Serial article regarding M&A on NNA (vol.109)

In this article, we take a look at Letter of Intents.  

In M&A deals, Letter of Intent is a written statement by a buyer or an investor to a seller or a target company to show its intention to acquire or investment. And it is often referred by the acronym LOI. 

1. Submission process of LOI 

To submit LOI, we generally follow the process as bellow. 

  1. Submit summary documents called “Teaser” from FA on sell side to an investor. 
  1. Sign Non-Disclosure Agreement (NDA) by both parties if the investor wants to consider further. 
  1. Submit detailed documents called Information Memorandum (IM) or Information Package (IP) from the seller to the investor. 
  1. Submit additional documents, conduct FAQ or site visit if needed. 
  1. Submit LOI from the investor to the seller. 

2. Contents of LOI 

In M&A deals, the following information is generally included in LOI. 

  1. Identification of parties and the target company to be invested or acquired. 
  1. Intention of acquisition or investment. 
  1. Purpose of acquisition or investment, and future plans. 
  1. Price of acquisition or investment, calculation method, whether the liabilities of the target company will be taken over or not. 
  1. Scheme of acquisition or investment (Whether to transfer shares or businesses, or whether to take over 100% or partially). 
  1. Timeline of acquisition or investment (Schedule of DD, documentation and the closing etc.). 
  1. Whether to conduct DD or not. 
  1. Treatment of the target company’s employees. 
  1. Retention, which means the intention of the target company’s management to be retained. 
  1. Source of capital for investment or acquisition. 
  1. Intention of exclusivity for negotiation right. 
  1. Whether this LOI is legally binding or not. 
  1. Expiry date of LOI 
  1. Any special conditions such as joint guarantee, deposit etc. 
  1. Others (e.g., confidentiality, governing laws, jurisdiction etc.) 

3. Identification of a target company

It depends on the scheme, but M&A usually includes three parties: a seller, a buyer and a target company.

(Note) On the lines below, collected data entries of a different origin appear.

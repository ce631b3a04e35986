use crate::{traits::CostFunction, DVector, Float};
use serde::{Deserialize, Serialize};
use std::fmt::Display;

/// Describes an evaluated point in parameter space.
///
/// The position is owned, so storing a [`Point`] as a "best" position never aliases the
/// position of the particle that found it.
#[derive(Clone, Default, Debug, Serialize, Deserialize)]
pub struct Point {
    /// the point's position
    pub x: DVector<Float>,
    /// the point's evaluation
    pub fx: Float,
}
impl Point {
    /// Create a new point from a position and its (already computed) evaluation.
    pub const fn new(x: DVector<Float>, fx: Float) -> Self {
        Self { x, fx }
    }
    /// Evaluate `func` at `x` and store both.
    pub fn evaluate(func: &dyn CostFunction, x: DVector<Float>) -> Self {
        let fx = func.evaluate(&x);
        Self { x, fx }
    }
}

impl Display for Point {
    fn fmt(&self, f: &mut std::fmt::Formatter<'_>) -> std::fmt::Result {
        write!(f, "x: [")?;
        for (i, xi) in self.x.iter().enumerate() {
            if i > 0 {
                write!(f, ", ")?;
            }
            write!(f, "{:+.5}", xi)?;
        }
        write!(f, "], f(x): {:.5}", self.fx)
    }
}
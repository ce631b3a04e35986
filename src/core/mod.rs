/// [`SwarmConfig`] type holding every construction parameter of a swarm.
pub mod config;
/// [`Point`] type for defining an evaluated point in the parameter space.
pub mod point;
/// [`SwarmSummary`] and [`HistoryEntry`] types for reporting on a swarm.
pub mod summary;
/// Random sampling helpers.
pub mod utils;

pub use config::SwarmConfig;
pub use point::Point;
pub use summary::{HistoryEntry, SwarmSummary};
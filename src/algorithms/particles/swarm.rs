use crate::{
    algorithms::particles::{particle::Coefficients, Particle},
    core::{
        utils::{generate_random_vector, SampleFloat},
        HistoryEntry, Point, SwarmConfig, SwarmSummary,
    },
    traits::Observer,
    DVector, Float, SwarmError,
};
use fastrand::Rng;
use parking_lot::RwLock;
use std::{fmt::Display, sync::Arc};
use tracing::{debug, info, trace};

/// Particle Swarm Optimizer
///
/// A swarm owns a fixed set of [`Particle`]s which search for the minimum of the configured
/// [`Objective`](crate::test_functions::Objective). Each call to [`Swarm::step`] runs two phases
/// in sequence:
///
/// 1. Every particle (in index order) evaluates its current position. A strictly better value
///    replaces the particle's personal best, and a value strictly better than the global best
///    replaces the global best. The global best fitness is then appended to the
///    [`history`](Swarm::history).
/// 2. Every particle draws two scalars $`r_1, r_2 \sim U[0, 1)`$ and moves:
///
/// ```math
/// v_i^{t+1} = \omega v_i^t + c_1 r_1 (p_i - x_i^t) + c_2 r_2 (g - x_i^t)
/// ```
/// ```math
/// x_i^{t+1} = x_i^t + v_i^{t+1}
/// ```
///
/// Positions are only clamped to `[xmin, xmax]` if
/// [`SwarmConfig::clamp_to_domain`] is set.
///
/// See [^1] for more information.
///
/// [^1]: [Houssein, E. H., Gad, A. G., Hussain, K., & Suganthan, P. N. (2021). Major Advances in Particle Swarm Optimization: Theory, Analysis, and Application. In Swarm and Evolutionary Computation (Vol. 63, p. 100868). Elsevier BV.](https://doi.org/10.1016/j.swevo.2021.100868)
#[derive(Clone, Debug)]
pub struct Swarm {
    config: SwarmConfig,
    particles: Vec<Particle>,
    gbest: Point,
    history: Vec<HistoryEntry>,
    iterations: usize,
    cost_evals: usize,
    rng: Rng,
}
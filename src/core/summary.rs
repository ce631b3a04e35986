use std::fmt::Display;

use serde::{Deserialize, Serialize};

use crate::{test_functions::Objective, Float};

/// A snapshot of a swarm's configuration and current result, meant for reporting.
#[derive(Debug, Clone, Serialize, Deserialize, Default)]
pub struct SwarmSummary {
    /// The number of particles.
    pub swarm_size: usize,
    /// The dimension of the search space.
    pub dimensions: usize,
    /// The configured default number of iterations.
    pub max_iterations: usize,
    /// The inertial weight.
    pub inertia_weight: Float,
    /// The cognitive weight.
    pub cognitive_coefficient: Float,
    /// The social weight.
    pub social_coefficient: Float,
    /// The search domain `(xmin, xmax)`.
    pub domain: (Float, Float),
    /// The function being minimized.
    pub objective: Objective,
    /// Whether positions are clamped to the domain.
    pub clamp_to_domain: bool,
    /// The number of iterations performed so far.
    pub iterations: usize,
    /// The number of objective function evaluations performed so far.
    pub cost_evals: usize,
    /// The global best position.
    pub x: Vec<Float>,
    /// The global best fitness.
    pub fx: Float,
}

impl Display for SwarmSummary {
    fn fmt(&self, f: &mut std::fmt::Formatter<'_>) -> std::fmt::Result {
        writeln!(f, "SWARM SUMMARY")?;
        writeln!(f, "Function:              {}", self.objective)?;
        writeln!(f, "Size:                  {}", self.swarm_size)?;
        writeln!(f, "Dimensions:            {}", self.dimensions)?;
        writeln!(f, "Max iterations:        {}", self.max_iterations)?;
        writeln!(f, "Inertia weight:        {}", self.inertia_weight)?;
        writeln!(f, "Cognitive coefficient: {}", self.cognitive_coefficient)?;
        writeln!(f, "Social coefficient:    {}", self.social_coefficient)?;
        writeln!(
            f,
            "Search domain:         [{}, {}]{}",
            self.domain.0,
            self.domain.1,
            if self.clamp_to_domain {
                " (clamped)"
            } else {
                ""
            }
        )?;
        writeln!(f, "Iterations:            {}", self.iterations)?;
        writeln!(f, "#f(x):                 {}", self.cost_evals)?;
        writeln!(f, "f(x):                  {:.5}", self.fx)?;
        write!(f, "x:                     ")?;
        for (i, xi) in self.x.iter().enumerate() {
            if i > 0 {
                write!(f, "\n                       ")?;
            }
            write!(f, "{:+.5}", xi)?;
        }
        Ok(())
    }
}

/// One entry of a swarm's convergence history.
#[derive(Debug, Clone, Copy, PartialEq, Serialize, Deserialize)]
pub struct HistoryEntry {
    /// The zero-based index of the iteration which recorded this entry.
    pub iteration: usize,
    /// The global best fitness after that iteration's evaluation phase.
    pub global_best_fitness: Float,
}

impl From<HistoryEntry> for (usize, Float) {
    fn from(value: HistoryEntry) -> Self {
        (value.iteration, value.global_best_fitness)
    }
}
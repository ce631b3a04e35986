use crate::{traits::CostFunction, DVector, Float, PI};

/// The Rastrigin function, a non-convex function with a single minimum but many local minima.
///
/// ```math
/// f(\vec{x}) = 10n + \sum_{i=1}^n (x_i^2 - 10cos(2\pi x_i))
/// ```
pub struct Rastrigin {
    /// The number of dimensions of the function.
    pub n: usize,
}
impl CostFunction for Rastrigin {
    fn evaluate(&self, x: &DVector<Float>) -> Float {
        #[allow(clippy::suboptimal_flops)]
        let sum = x
            .iter()
            .map(|&xi| xi.powi(2) - 10.0 * Float::cos(2.0 * PI * xi))
            .sum::<Float>();
        10.0 * self.n as Float + sum
    }
}
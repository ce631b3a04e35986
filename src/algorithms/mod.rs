/// Particle swarm optimization
pub mod particles;
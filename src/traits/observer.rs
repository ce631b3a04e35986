use std::sync::Arc;

use parking_lot::RwLock;

use crate::algorithms::particles::Swarm;

/// A trait which holds an [`observe`](`Observer::observe`) function that is called after every
/// iteration of a [`Swarm`].
///
/// Observers only ever see a shared reference to the swarm, so they can report on it but never
/// change its state.
pub trait Observer {
    /// A function that is called after the `iteration`-th (zero-based) iteration has completed
    /// both its evaluation and its movement phase.
    fn observe(&mut self, iteration: usize, swarm: &Swarm);
}

/// A debugging observer which emits a `tracing` debug event with the global best at every
/// iteration.
///
/// # Usage:
///
/// ```rust
/// use std::sync::Arc;
/// use parking_lot::RwLock;
/// use flocking::prelude::*;
///
/// let mut swarm = Swarm::new(SwarmConfig::new(5, 2, 10)).unwrap();
/// let obs: Arc<RwLock<dyn Observer>> = DebugObserver::build();
/// swarm.run_with_observers(None, &[obs]);
/// // ^ This will emit debug events for each step when a subscriber is installed
/// assert_eq!(swarm.iterations_completed(), 10);
/// ```
pub struct DebugObserver;
impl DebugObserver {
    /// Finalize the [`Observer`] by wrapping it in an [`Arc`] and [`RwLock`]
    pub fn build() -> Arc<RwLock<Self>> {
        Arc::new(RwLock::new(Self))
    }
}
impl Observer for DebugObserver {
    fn observe(&mut self, iteration: usize, swarm: &Swarm) {
        tracing::debug!(
            iteration,
            global_best_fitness = swarm.global_best_fitness(),
            global_best_position = ?swarm.global_best_position().as_slice(),
            "swarm step"
        );
    }
}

In the case of share transfer, the seller and the buyer are the parties, and the shares of the target company is the object of the transaction. Since multiple entities may be proposed to be the sales target by the seller, we need to identify which entity the buyer is going to invest or acquire. 

We also need to specify which entity is going to provide fund and investment so that the seller can make credit analysis of the funder. Especially in the case of cross border M&A, when the buyer is a listed company, we can access to financial information, however, when the buyer is unlisted company, it is common that it’s difficult to get credit information of that party.

For that reason, if an unlisted company is going to be the funder or the investor, the seller shall choose financially credible company as the buy-side entity of the M&A transaction. And if the buyer is a newly incorporated company, it is advisable to get some assurance such as joint guarantee by the parent company or financially credible individual. Therefore, identifying who is going to be the investor or buyer in LOI is crucial for the seller.